[Records for processing]:
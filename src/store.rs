use rusqlite::{Connection, OptionalExtension, params};
use std::path::Path;
use std::sync::{Mutex, MutexGuard};
use std::time::{SystemTime, UNIX_EPOCH};

use crate::error::StoreError;

/// How downstream editing tools should interpret stored text. This governs
/// rendering of the record, not how translation behaves.
#[derive(Debug, Clone, Copy, PartialEq, Eq)]
pub enum TextFormat {
    Plain,
    Html,
}

impl TextFormat {
    pub fn as_str(&self) -> &'static str {
        match self {
            TextFormat::Plain => "plain",
            TextFormat::Html => "html",
        }
    }

    fn from_db(value: &str) -> Self {
        if value == "html" {
            TextFormat::Html
        } else {
            TextFormat::Plain
        }
    }
}

/// Provenance of a stored translation. Manual edits are authoritative: the
/// automatic path only refreshes `last_access` on them and never overwrites
/// the text.
#[derive(Debug, Clone, Copy, PartialEq, Eq)]
pub enum Origin {
    Automatic,
    Manual,
}

#[derive(Debug, Clone)]
pub struct TranslationRecord {
    pub id: i64,
    pub hashkey: String,
    pub lang: String,
    pub source_text: String,
    pub translation: String,
    pub format: TextFormat,
    pub origin: Origin,
    pub source_url: String,
    pub time_created: i64,
    pub last_access: i64,
    /// True when no real translation occurred (`translation` equals
    /// `source_text`); such records are noise in a management view.
    pub hidden: bool,
}

/// Fields for a fresh automatic record. The store assigns `id`,
/// `time_created` and `last_access`; `origin` is always automatic here.
#[derive(Debug, Clone)]
pub struct NewRecord {
    pub hashkey: String,
    pub lang: String,
    pub source_text: String,
    pub translation: String,
    pub format: TextFormat,
    pub source_url: String,
    pub hidden: bool,
}

const SCHEMA: &str = "
CREATE TABLE IF NOT EXISTS fulltranslate (
    id INTEGER PRIMARY KEY AUTOINCREMENT,
    hashkey TEXT NOT NULL,
    lang TEXT NOT NULL,
    sourcetext TEXT NOT NULL,
    translation TEXT NOT NULL,
    textformat TEXT NOT NULL,
    automatic INTEGER NOT NULL,
    url TEXT NOT NULL,
    timecreated INTEGER NOT NULL,
    lastaccess INTEGER NOT NULL,
    hidefromtable INTEGER NOT NULL
);
CREATE INDEX IF NOT EXISTS fulltranslate_key_lang ON fulltranslate (hashkey, lang);
";

/// Persistent store of translation records, one row per cached translation.
///
/// Uniqueness of (hashkey, lang) is a caller-side convention, not a schema
/// constraint: two concurrent misses for the same fragment may both insert,
/// and `lookup`'s oldest-wins tie-break keeps the outcome consistent.
pub struct TranslationStore {
    conn: Mutex<Connection>,
}

impl TranslationStore {
    pub fn open(path: &Path) -> Result<Self, StoreError> {
        Self::bootstrap(Connection::open(path)?)
    }

    pub fn open_in_memory() -> Result<Self, StoreError> {
        Self::bootstrap(Connection::open_in_memory()?)
    }

    fn bootstrap(conn: Connection) -> Result<Self, StoreError> {
        conn.execute_batch(SCHEMA)?;
        Ok(Self {
            conn: Mutex::new(conn),
        })
    }

    fn conn(&self) -> MutexGuard<'_, Connection> {
        self.conn
            .lock()
            .unwrap_or_else(|poisoned| poisoned.into_inner())
    }

    /// Point lookup for the active record of a (key, language) pair. When
    /// duplicates exist the oldest row wins.
    pub fn lookup(
        &self,
        hashkey: &str,
        lang: &str,
    ) -> Result<Option<TranslationRecord>, StoreError> {
        let record = self
            .conn()
            .query_row(
                "SELECT id, hashkey, lang, sourcetext, translation, textformat, automatic,
                        url, timecreated, lastaccess, hidefromtable
                 FROM fulltranslate
                 WHERE hashkey = ?1 AND lang = ?2
                 ORDER BY id ASC LIMIT 1",
                params![hashkey, lang],
                row_to_record,
            )
            .optional()?;
        Ok(record)
    }

    /// Refreshes `last_access` on every matching record. A no-op when none
    /// exists; callers treat failures as best-effort.
    pub fn touch(&self, hashkey: &str, lang: &str) -> Result<(), StoreError> {
        self.conn().execute(
            "UPDATE fulltranslate SET lastaccess = ?1 WHERE hashkey = ?2 AND lang = ?3",
            params![unix_now(), hashkey, lang],
        )?;
        Ok(())
    }

    /// Appends a record and returns its id. No uniqueness check.
    pub fn insert(&self, record: NewRecord) -> Result<i64, StoreError> {
        let now = unix_now();
        let conn = self.conn();
        conn.execute(
            "INSERT INTO fulltranslate (hashkey, lang, sourcetext, translation, textformat,
                                        automatic, url, timecreated, lastaccess, hidefromtable)
             VALUES (?1, ?2, ?3, ?4, ?5, 1, ?6, ?7, ?7, ?8)",
            params![
                record.hashkey,
                record.lang,
                record.source_text,
                record.translation,
                record.format.as_str(),
                record.source_url,
                now,
                record.hidden,
            ],
        )?;
        Ok(conn.last_insert_rowid())
    }

    /// Out-of-band manual edit, as performed by a management tool. Marks
    /// the record manual and visible; the automatic path will serve the
    /// edited text from then on.
    pub fn update_translation(&self, id: i64, translation: &str) -> Result<(), StoreError> {
        self.conn().execute(
            "UPDATE fulltranslate SET translation = ?1, automatic = 0, hidefromtable = 0
             WHERE id = ?2",
            params![translation, id],
        )?;
        Ok(())
    }
}

fn row_to_record(row: &rusqlite::Row<'_>) -> rusqlite::Result<TranslationRecord> {
    let format: String = row.get(5)?;
    let automatic: bool = row.get(6)?;
    Ok(TranslationRecord {
        id: row.get(0)?,
        hashkey: row.get(1)?,
        lang: row.get(2)?,
        source_text: row.get(3)?,
        translation: row.get(4)?,
        format: TextFormat::from_db(&format),
        origin: if automatic {
            Origin::Automatic
        } else {
            Origin::Manual
        },
        source_url: row.get(7)?,
        time_created: row.get(8)?,
        last_access: row.get(9)?,
        hidden: row.get(10)?,
    })
}

fn unix_now() -> i64 {
    SystemTime::now()
        .duration_since(UNIX_EPOCH)
        .map(|elapsed| elapsed.as_secs() as i64)
        .unwrap_or(0)
}
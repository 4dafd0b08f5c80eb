use regex::Regex;

// {mlang en,fr}...{mlang}: at least one language code, more separated by
// commas, non-greedy across the enclosed body.
const TAG_DIALECT: &str =
    r"(?is)\{\s*mlang\s+[a-z0-9_-]+(?:\s*,\s*[a-z0-9_-]+\s*)*\s*\}.*?\{\s*mlang\s*\}";

// Two or more adjacent spans that each carry both a lang attribute and the
// multilang class, in either order.
const MODERN_ELEMENTS: &str = r#"(?is)<span(?:\s+lang="[a-z0-9_-]+"|\s+class="multilang"){2}\s*>.*?</span>(?:\s*<span(?:\s+lang="[a-z0-9_-]+"|\s+class="multilang"){2}\s*>.*?</span>)+"#;

// Older authoring style: adjacent <lang> or <span> elements keyed by a lang
// attribute alone.
const LEGACY_ELEMENTS: &str = r#"(?is)<(?:lang|span) lang="[a-z0-9_-]*".*?>.*?</(?:lang|span)>(?:\s*<(?:lang|span) lang="[a-z0-9_-]*".*?>.*?</(?:lang|span)>)+"#;

/// Detects inline multi-language markup in source text.
///
/// Text the author has already localized inline must not be machine
/// translated; mistranslating it would corrupt the authoring intent. The
/// guard recognizes the bracketed tag dialect plus one of two element
/// dialect variants, chosen at construction.
#[derive(Debug)]
pub struct MarkupGuard {
    patterns: Vec<Regex>,
}

impl MarkupGuard {
    pub fn new(legacy_elements: bool) -> Self {
        let elements = if legacy_elements {
            LEGACY_ELEMENTS
        } else {
            MODERN_ELEMENTS
        };
        let patterns = [TAG_DIALECT, elements]
            .iter()
            .map(|pattern| Regex::new(pattern).expect("static pattern"))
            .collect();
        Self { patterns }
    }

    /// True when any dialect matches anywhere in the text.
    pub fn contains_inline_language_markup(&self, text: &str) -> bool {
        self.patterns.iter().any(|pattern| pattern.is_match(text))
    }
}
use sha2::{Digest, Sha256};

/// Derives the stable cache key for a translatable unit.
///
/// Leading and trailing whitespace is stripped before hashing, so the same
/// fragment rendered with incidental padding maps to the same record. The
/// key identifies content only; the target language is a separate storage
/// dimension.
pub fn content_key(text: &str) -> String {
    format!("{:x}", Sha256::digest(text.trim().as_bytes()))
}
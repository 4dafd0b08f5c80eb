use tracing_subscriber::fmt;

pub fn init(verbose: bool) {
    if !verbose {
        return;
    }
    let _ = fmt()
        .with_target(false)
        .with_level(true)
        .with_thread_ids(false)
        .with_thread_names(false)
        .try_init();
}
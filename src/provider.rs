use serde::{Deserialize, Serialize};
use std::future::Future;
use std::pin::Pin;
use std::sync::Arc;
use std::time::Duration;
use tracing::warn;

use crate::config::FilterConfig;
use crate::error::ProviderError;

const ENDPOINT: &str = "https://translation.googleapis.com/language/translate/v2";

/// A usable result from the remote translator.
#[derive(Debug, Clone, PartialEq, Eq, Serialize)]
pub struct Translated {
    pub text: String,
    /// Source language as detected by the provider.
    pub detected_source: String,
}

pub type ProviderFuture<'a> =
    Pin<Box<dyn Future<Output = Result<Option<Translated>, ProviderError>> + Send + 'a>>;

/// External translation collaborator.
///
/// `Ok(None)` means "no usable translation": the caller falls back to the
/// original text. Errors carry diagnostics but the caller degrades them the
/// same way; nothing here may abort rendering.
pub trait Provider: Send + Sync {
    fn translate(&self, text: &str, target_lang: &str) -> ProviderFuture<'_>;
}

impl<P: Provider + ?Sized> Provider for Arc<P> {
    fn translate(&self, text: &str, target_lang: &str) -> ProviderFuture<'_> {
        (**self).translate(text, target_lang)
    }
}

/// Strips a locale-variant suffix. The remote endpoint only understands
/// base language codes, so `de_kids` is sent as `de`.
pub(crate) fn base_language(lang: &str) -> &str {
    lang.split('_').next().unwrap_or(lang)
}

/// Google Cloud Translation v2 client.
#[derive(Debug, Clone)]
pub struct GoogleTranslate {
    endpoint: String,
    api_key: String,
    client: reqwest::Client,
}

impl GoogleTranslate {
    pub fn new(config: &FilterConfig) -> Self {
        Self::with_endpoint(config, ENDPOINT)
    }

    /// Endpoint override, for pointing the client at a stand-in server.
    pub fn with_endpoint(config: &FilterConfig, endpoint: impl Into<String>) -> Self {
        let client = reqwest::Client::builder()
            .timeout(Duration::from_secs(config.timeout_secs))
            .build()
            .unwrap_or_else(|_| reqwest::Client::new());
        Self {
            endpoint: endpoint.into(),
            api_key: config.api_key.trim().to_string(),
            client,
        }
    }
}

impl Provider for GoogleTranslate {
    fn translate(&self, text: &str, target_lang: &str) -> ProviderFuture<'_> {
        let text = text.to_string();
        let target = base_language(target_lang).to_string();
        Box::pin(async move {
            if self.api_key.is_empty() {
                warn!("translation API key is not configured; skipping remote call");
                return Ok(None);
            }

            let params = [
                ("target", target.as_str()),
                ("key", self.api_key.as_str()),
                ("q", text.as_str()),
            ];
            let response = self.client.post(&self.endpoint).form(&params).send().await?;

            let status = response.status();
            let body = response.text().await.unwrap_or_default();
            if !status.is_success() {
                return Err(ProviderError::Status {
                    status: status.as_u16(),
                    body,
                });
            }
            parse_response(&body, &target)
        })
    }
}

fn parse_response(body: &str, target: &str) -> Result<Option<Translated>, ProviderError> {
    let payload: TranslateResponse =
        serde_json::from_str(body).map_err(|err| ProviderError::Malformed(err.to_string()))?;
    let Some(candidate) = payload.data.translations.into_iter().next() else {
        return Ok(None);
    };
    let text = candidate.translated_text.unwrap_or_default();
    if text.is_empty() {
        return Ok(None);
    }
    let detected = candidate.detected_source_language.unwrap_or_default();
    // Source and target being the same language means the provider did
    // nothing useful; the original text stands.
    if detected == target {
        return Ok(None);
    }
    Ok(Some(Translated {
        text,
        detected_source: detected,
    }))
}

#[derive(Debug, Deserialize)]
struct TranslateResponse {
    #[serde(default)]
    data: TranslateData,
}

#[derive(Debug, Default, Deserialize)]
struct TranslateData {
    #[serde(default)]
    translations: Vec<TranslationItem>,
}

#[derive(Debug, Deserialize)]
struct TranslationItem {
    #[serde(rename = "translatedText")]
    translated_text: Option<String>,
    #[serde(rename = "detectedSourceLanguage")]
    detected_source_language: Option<String>,
}
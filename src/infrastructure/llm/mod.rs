pub mod gemini;
pub mod noop;
pub mod openai;
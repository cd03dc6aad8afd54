use serde::{Deserialize, Serialize};

/// A stored record returned by nearest-neighbour retrieval.
#[derive(Debug, Clone, PartialEq, Serialize, Deserialize)]
pub struct Candidate {
    pub name: String,
    pub description: String,
}

impl Candidate {
    pub fn new(name: impl Into<String>, description: impl Into<String>) -> Self {
        Self {
            name: name.into(),
            description: description.into(),
        }
    }
}

/// A candidate together with its embedding, as written by ingestion.
#[derive(Debug, Clone, PartialEq)]
pub struct CandidateRecord {
    pub name: String,
    pub description: String,
    pub embedding: Vec<f32>,
}
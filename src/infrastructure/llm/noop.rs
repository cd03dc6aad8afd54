use crate::domain::error::DomainError;
use crate::domain::ports::language_model::LanguageModel;

/// Stand-in when no model is configured. Always answers with no text, so the
/// arbiter settles on the closest candidate.
pub struct NoopModel;

#[async_trait::async_trait]
impl LanguageModel for NoopModel {
    fn name(&self) -> &str {
        "noop"
    }

    async fn generate(&self, _prompt: &str) -> Result<Option<String>, DomainError> {
        Ok(None)
    }
}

[Problem to work on]:
Collect the complete line wherever the string "Some" appears in the records.

[Response to this exercise]:
    let Some(candidate) = payload.data.translations.into_iter().next() else {
    Ok(Some(Translated {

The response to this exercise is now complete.